**What you have to do**
Below are some records. Say in a single number how many of their lines include the word "derive".
──────── Source material ────────
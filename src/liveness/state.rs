//! Liveness State and Pose Types
//!
//! The closed set of challenge states, the per-frame pose observation,
//! and the rotation threshold that separates "turned" from "centered".

use serde::{Deserialize, Serialize};
use std::fmt;
use thiserror::Error;

use crate::DEFAULT_ROTATION_THRESHOLD_DEGREES;

// =============================================================================
// LIVENESS STATE
// =============================================================================

/// Current step of the head-pose liveness challenge.
///
/// The challenge walks `Preparation -> RotateRight -> RotateLeft -> FaceForward`
/// and ends in either `Success` or `Failed` once the verification call resolves.
#[derive(Clone, Copy, Debug, Default, PartialEq, Eq, Hash, Serialize, Deserialize)]
pub enum LivenessState {
    /// Waiting for the user to start the challenge.
    #[default]
    Preparation,
    /// User must turn their head to the right.
    RotateRight,
    /// User must turn their head to the left.
    RotateLeft,
    /// User must look straight at the camera.
    FaceForward,
    /// Verification accepted.
    Success,
    /// Verification rejected. Only an explicit retry leaves this state.
    Failed,
}

impl LivenessState {
    /// States in which pose observations are consumed.
    pub fn accepts_pose(self) -> bool {
        matches!(self, Self::RotateRight | Self::RotateLeft | Self::FaceForward)
    }

    /// States reached only through a verification outcome.
    pub fn is_terminal(self) -> bool {
        matches!(self, Self::Success | Self::Failed)
    }

    /// Whether the primary action (start / continue) is available.
    pub fn is_action_enabled(self) -> bool {
        matches!(self, Self::Preparation | Self::Success)
    }
}

impl fmt::Display for LivenessState {
    fn fmt(&self, f: &mut fmt::Formatter<'_>) -> fmt::Result {
        let name = match self {
            Self::Preparation => "preparation",
            Self::RotateRight => "rotate_right",
            Self::RotateLeft => "rotate_left",
            Self::FaceForward => "face_forward",
            Self::Success => "success",
            Self::Failed => "failed",
        };
        f.write_str(name)
    }
}

// =============================================================================
// POSE OBSERVATION
// =============================================================================

/// A single face pose reading from the external detector.
///
/// Produced once per camera frame and consumed immediately.
#[derive(Clone, Copy, Debug, PartialEq, Serialize, Deserialize)]
pub struct PoseObservation {
    /// Rotation around the vertical axis. Positive is the user's right.
    pub yaw_radians: f64,
}

impl PoseObservation {
    /// Create an observation from a yaw angle in radians.
    pub const fn new(yaw_radians: f64) -> Self {
        Self { yaw_radians }
    }

    /// Create an observation from a yaw angle in degrees.
    pub fn from_degrees(yaw_degrees: f64) -> Self {
        Self::new(yaw_degrees.to_radians())
    }
}

// =============================================================================
// ROTATION THRESHOLD
// =============================================================================

/// Angle (radians) beyond which a pose counts as "rotated".
///
/// Always finite and strictly positive.
#[derive(Clone, Copy, Debug, PartialEq, Serialize, Deserialize)]
pub struct RotationThreshold(f64);

impl RotationThreshold {
    /// Build a threshold from radians.
    pub fn from_radians(radians: f64) -> Result<Self, ThresholdError> {
        if !radians.is_finite() {
            return Err(ThresholdError::NotFinite);
        }
        if radians <= 0.0 {
            return Err(ThresholdError::NotPositive(radians));
        }
        Ok(Self(radians))
    }

    /// Build a threshold from degrees.
    pub fn from_degrees(degrees: f64) -> Result<Self, ThresholdError> {
        Self::from_radians(degrees.to_radians())
    }

    /// Threshold in radians.
    #[inline]
    pub fn radians(&self) -> f64 {
        self.0
    }

    /// Threshold in degrees.
    pub fn degrees(&self) -> f64 {
        self.0.to_degrees()
    }
}

impl Default for RotationThreshold {
    fn default() -> Self {
        Self(DEFAULT_ROTATION_THRESHOLD_DEGREES.to_radians())
    }
}

/// Rotation threshold errors.
#[derive(Debug, Clone, PartialEq, Error)]
pub enum ThresholdError {
    /// Threshold is NaN or infinite.
    #[error("rotation threshold must be finite")]
    NotFinite,
    /// Threshold is zero or negative.
    #[error("rotation threshold must be positive, got {0} rad")]
    NotPositive(f64),
    /// Configured value could not be parsed.
    #[error("invalid rotation threshold {0:?}")]
    Unparseable(String),
}

// =============================================================================
// TESTS
// =============================================================================
//! QR Credential Decoder
//!
//! Turns a scanned QR string into a [`Credential`]:
//!
//! 1. base64 decode -> ciphertext
//! 2. RSA public-key operation + PKCS#1 v1.5 unpadding -> plaintext
//! 3. base64 decode -> JSON bytes
//! 4. JSON parse -> `user_image`, `username`, `privy_id`
//!
//! Each stage short-circuits on the first failure. The decoder holds only
//! the immutable public key, so it is `Send + Sync` and can run anywhere.

use base64::alphabet;
use base64::engine::{DecodePaddingMode, GeneralPurpose, GeneralPurposeConfig};
use base64::Engine;
use rsa::traits::PublicKeyParts;
use rsa::RsaPublicKey;
use serde::{Deserialize, Serialize};
use serde_json::{Map, Value};
use thiserror::Error;
use tracing::{debug, info};

use crate::credential::key::{fingerprint, load_public_key, public_decrypt, KeyError};

/// Environment variable holding the credential public key.
pub const PUBLIC_KEY_ENV: &str = "CREDENTIAL_PUBLIC_KEY";

/// Standard alphabet; trailing `=` optional.
const PAYLOAD_ENGINE: GeneralPurpose = GeneralPurpose::new(
    &alphabet::STANDARD,
    GeneralPurposeConfig::new().with_decode_padding_mode(DecodePaddingMode::Indifferent),
);

/// JSON key for the profile image URL.
pub const FIELD_USER_IMAGE: &str = "user_image";
/// JSON key for the display name.
pub const FIELD_USERNAME: &str = "username";
/// JSON key for the Privy account id.
pub const FIELD_PRIVY_ID: &str = "privy_id";

/// Decoder configuration.
#[derive(Clone, Debug)]
pub struct DecoderConfig {
    /// RSA public key as PEM (SPKI or PKCS#1) or bare base64 DER.
    pub public_key: String,
}

impl DecoderConfig {
    /// Create config with the given key material.
    pub fn new(public_key: impl Into<String>) -> Self {
        Self {
            public_key: public_key.into(),
        }
    }

    /// Create config from environment variables.
    pub fn from_env() -> Option<Self> {
        std::env::var(PUBLIC_KEY_ENV).ok().map(Self::new)
    }
}

/// Credential decoding errors.
#[derive(Debug, Clone, PartialEq, Eq, Error)]
pub enum DecodeError {
    /// Payload or decrypted content is not valid base64.
    #[error("malformed payload: {0}")]
    MalformedPayload(String),
    /// Key is unusable or the RSA operation rejected the ciphertext.
    #[error("decryption failed: {0}")]
    DecryptionFailed(String),
    /// Decoded content is not JSON.
    #[error("invalid JSON: {0}")]
    InvalidJson(String),
    /// A required field is absent or not a string.
    #[error("missing required field: {0}")]
    MissingField(&'static str),
}

impl From<KeyError> for DecodeError {
    fn from(err: KeyError) -> Self {
        DecodeError::DecryptionFailed(err.to_string())
    }
}

/// Opaque string read from a QR code.
///
/// Consumed by [`CredentialDecoder::decode`]; a new scan is needed to retry.
#[derive(Clone, Debug, PartialEq, Eq)]
pub struct EncryptedCredentialPayload(String);

impl EncryptedCredentialPayload {
    /// Wrap scanned text.
    pub fn new(raw: impl Into<String>) -> Self {
        Self(raw.into())
    }

    /// Scanned text.
    pub fn as_str(&self) -> &str {
        &self.0
    }
}

impl From<&str> for EncryptedCredentialPayload {
    fn from(raw: &str) -> Self {
        Self::new(raw)
    }
}

impl From<String> for EncryptedCredentialPayload {
    fn from(raw: String) -> Self {
        Self(raw)
    }
}

/// Identity record recovered from a QR payload.
#[derive(Clone, Debug, PartialEq, Eq, Serialize, Deserialize)]
pub struct Credential {
    user_image_url: String,
    username: String,
    privy_id: String,
}

impl Credential {
    /// Profile image URL.
    pub fn user_image_url(&self) -> &str {
        &self.user_image_url
    }

    /// Display name.
    pub fn username(&self) -> &str {
        &self.username
    }

    /// Privy account id.
    pub fn privy_id(&self) -> &str {
        &self.privy_id
    }

    /// Extract the required fields from parsed JSON.
    fn from_json(value: &Value) -> Result<Self, DecodeError> {
        let object = value
            .as_object()
            .ok_or(DecodeError::MissingField(FIELD_USER_IMAGE))?;

        Ok(Self {
            user_image_url: required_string(object, FIELD_USER_IMAGE)?,
            username: required_string(object, FIELD_USERNAME)?,
            privy_id: required_string(object, FIELD_PRIVY_ID)?,
        })
    }
}

fn required_string(object: &Map<String, Value>, field: &'static str) -> Result<String, DecodeError> {
    object
        .get(field)
        .and_then(Value::as_str)
        .map(str::to_owned)
        .ok_or(DecodeError::MissingField(field))
}

/// Decodes scanned QR payloads with a fixed public key.
#[derive(Clone, Debug)]
pub struct CredentialDecoder {
    key: RsaPublicKey,
    fingerprint: String,
}

impl CredentialDecoder {
    /// Build a decoder from configuration.
    ///
    /// Unusable key material is reported as [`DecodeError::DecryptionFailed`].
    pub fn new(config: &DecoderConfig) -> Result<Self, DecodeError> {
        let key = load_public_key(&config.public_key)?;
        Ok(Self::from_public_key(key))
    }

    /// Build a decoder from an already parsed key.
    pub fn from_public_key(key: RsaPublicKey) -> Self {
        let fingerprint = fingerprint(&key);
        info!(
            "Credential decoder ready: {}-bit key, fingerprint {}",
            key.size() * 8,
            &fingerprint[..16]
        );
        Self { key, fingerprint }
    }

    /// Hex SHA-256 fingerprint of the public key.
    pub fn key_fingerprint(&self) -> &str {
        &self.fingerprint
    }

    /// Run the full pipeline on a scanned payload.
    pub fn decode(&self, payload: EncryptedCredentialPayload) -> Result<Credential, DecodeError> {
        let ciphertext = PAYLOAD_ENGINE
            .decode(payload.as_str().trim())
            .map_err(|e| DecodeError::MalformedPayload(format!("payload is not base64: {}", e)))?;

        let plaintext = public_decrypt(&self.key, &ciphertext)?;

        let json = PAYLOAD_ENGINE
            .decode(&plaintext)
            .map_err(|e| DecodeError::MalformedPayload(format!("content is not base64: {}", e)))?;

        let value: Value = serde_json::from_slice(&json)
            .map_err(|e| DecodeError::InvalidJson(e.to_string()))?;

        let credential = Credential::from_json(&value)?;
        debug!("Decoded credential with key {}", &self.fingerprint[..16]);
        Ok(credential)
    }

    /// Convenience wrapper over [`decode`](Self::decode) for raw scan text.
    pub fn decode_str(&self, raw: &str) -> Result<Credential, DecodeError> {
        self.decode(EncryptedCredentialPayload::from(raw))
    }
}

// =============================================================================
// TESTS
// =============================================================================

#[cfg(test)]
mod tests {
    use super::*;
    use crate::credential::key::tests::{private_encrypt, PUBLIC_PEM, PUBLIC_PKCS1_PEM};
    use base64::engine::general_purpose::STANDARD;
    use serde_json::json;

    fn decoder() -> CredentialDecoder {
        CredentialDecoder::new(&DecoderConfig::new(PUBLIC_PEM)).unwrap()
    }

    /// base64(private_op(base64(json)))
    fn build_payload(json: &str) -> String {
        let inner = STANDARD.encode(json.as_bytes());
        STANDARD.encode(private_encrypt(inner.as_bytes()))
    }

    #[test]
    fn test_decode_valid_payload() {
        let payload = build_payload(r#"{"user_image":"u","username":"n","privy_id":"p"}"#);
        let credential = decoder().decode_str(&payload).unwrap();

        assert_eq!(credential.user_image_url(), "u");
        assert_eq!(credential.username(), "n");
        assert_eq!(credential.privy_id(), "p");
    }

    #[test]
    fn test_decode_ignores_extra_fields_and_whitespace() {
        let body = json!({
            "user_image": "https://cdn.example.com/a.png",
            "username": "alice",
            "privy_id": "did:privy:123",
            "issued_at": 1724800000,
        })
        .to_string();
        let payload = format!("  {}\n", build_payload(&body));

        let credential = decoder().decode_str(&payload).unwrap();
        assert_eq!(credential.username(), "alice");
        assert_eq!(credential.privy_id(), "did:privy:123");
    }

    #[test]
    fn test_decode_with_pkcs1_key() {
        let decoder = CredentialDecoder::new(&DecoderConfig::new(PUBLIC_PKCS1_PEM)).unwrap();
        let payload = build_payload(r#"{"user_image":"u","username":"n","privy_id":"p"}"#);
        assert!(decoder.decode_str(&payload).is_ok());
    }

    #[test]
    fn test_decode_is_repeatable() {
        let decoder = decoder();
        let payload = build_payload(r#"{"user_image":"u","username":"n","privy_id":"p"}"#);
        assert_eq!(decoder.decode_str(&payload), decoder.decode_str(&payload));
    }

    #[test]
    fn test_non_base64_payload() {
        let result = decoder().decode_str("this is not base64!");
        assert!(matches!(result, Err(DecodeError::MalformedPayload(_))));
    }

    #[test]
    fn test_wrong_sized_ciphertext() {
        let payload = STANDARD.encode([7u8; 32]);
        let result = decoder().decode_str(&payload);
        assert!(matches!(result, Err(DecodeError::DecryptionFailed(_))));
    }

    #[test]
    fn test_plaintext_not_base64() {
        let payload = STANDARD.encode(private_encrypt(b"{not base64}"));
        let result = decoder().decode_str(&payload);
        assert!(matches!(result, Err(DecodeError::MalformedPayload(_))));
    }

    #[test]
    fn test_plaintext_not_json() {
        let payload = build_payload("definitely not json");
        let result = decoder().decode_str(&payload);
        assert!(matches!(result, Err(DecodeError::InvalidJson(_))));
    }

    #[test]
    fn test_missing_privy_id() {
        let payload = build_payload(r#"{"user_image":"u","username":"n"}"#);
        let result = decoder().decode_str(&payload);
        assert_eq!(result, Err(DecodeError::MissingField(FIELD_PRIVY_ID)));
    }

    #[test]
    fn test_non_string_field() {
        let payload = build_payload(r#"{"user_image":"u","username":42,"privy_id":"p"}"#);
        let result = decoder().decode_str(&payload);
        assert_eq!(result, Err(DecodeError::MissingField(FIELD_USERNAME)));
    }

    #[test]
    fn test_json_not_an_object() {
        let payload = build_payload(r#"["u","n","p"]"#);
        let result = decoder().decode_str(&payload);
        assert!(matches!(result, Err(DecodeError::MissingField(_))));
    }

    #[test]
    fn test_malformed_key_is_decryption_failure() {
        let pem = "-----BEGIN PUBLIC KEY-----\nAAAA\n-----END PUBLIC KEY-----";
        let result = CredentialDecoder::new(&DecoderConfig::new(pem));
        assert!(matches!(result, Err(DecodeError::DecryptionFailed(_))));
    }

    /// Collects formatted log output in memory.
    #[derive(Clone, Default)]
    struct LogCapture(std::sync::Arc<std::sync::Mutex<Vec<u8>>>);

    impl std::io::Write for LogCapture {
        fn write(&mut self, buf: &[u8]) -> std::io::Result<usize> {
            self.0.lock().unwrap().extend_from_slice(buf);
            Ok(buf.len())
        }

        fn flush(&mut self) -> std::io::Result<()> {
            Ok(())
        }
    }

    #[test]
    fn test_decode_logs_key_not_identity() {
        let decoder = decoder();
        let payload = build_payload(
            r#"{"user_image":"u","username":"alice","privy_id":"did:privy:secret-42"}"#,
        );

        let capture = LogCapture::default();
        let writer = capture.clone();
        let subscriber = tracing_subscriber::fmt()
            .with_max_level(tracing::Level::DEBUG)
            .with_ansi(false)
            .with_writer(move || writer.clone())
            .finish();
        tracing::subscriber::with_default(subscriber, || {
            decoder.decode_str(&payload).unwrap();
        });

        let logs = String::from_utf8(capture.0.lock().unwrap().clone()).unwrap();
        assert!(logs.contains(&decoder.key_fingerprint()[..16]));
        assert!(!logs.contains("did:privy:secret-42"));
        assert!(!logs.contains("alice"));
    }

    #[test]
    fn test_decoder_is_send_and_sync() {
        fn assert_send_sync<T: Send + Sync>() {}
        assert_send_sync::<CredentialDecoder>();
    }
}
────────
**Output of the exercise**
10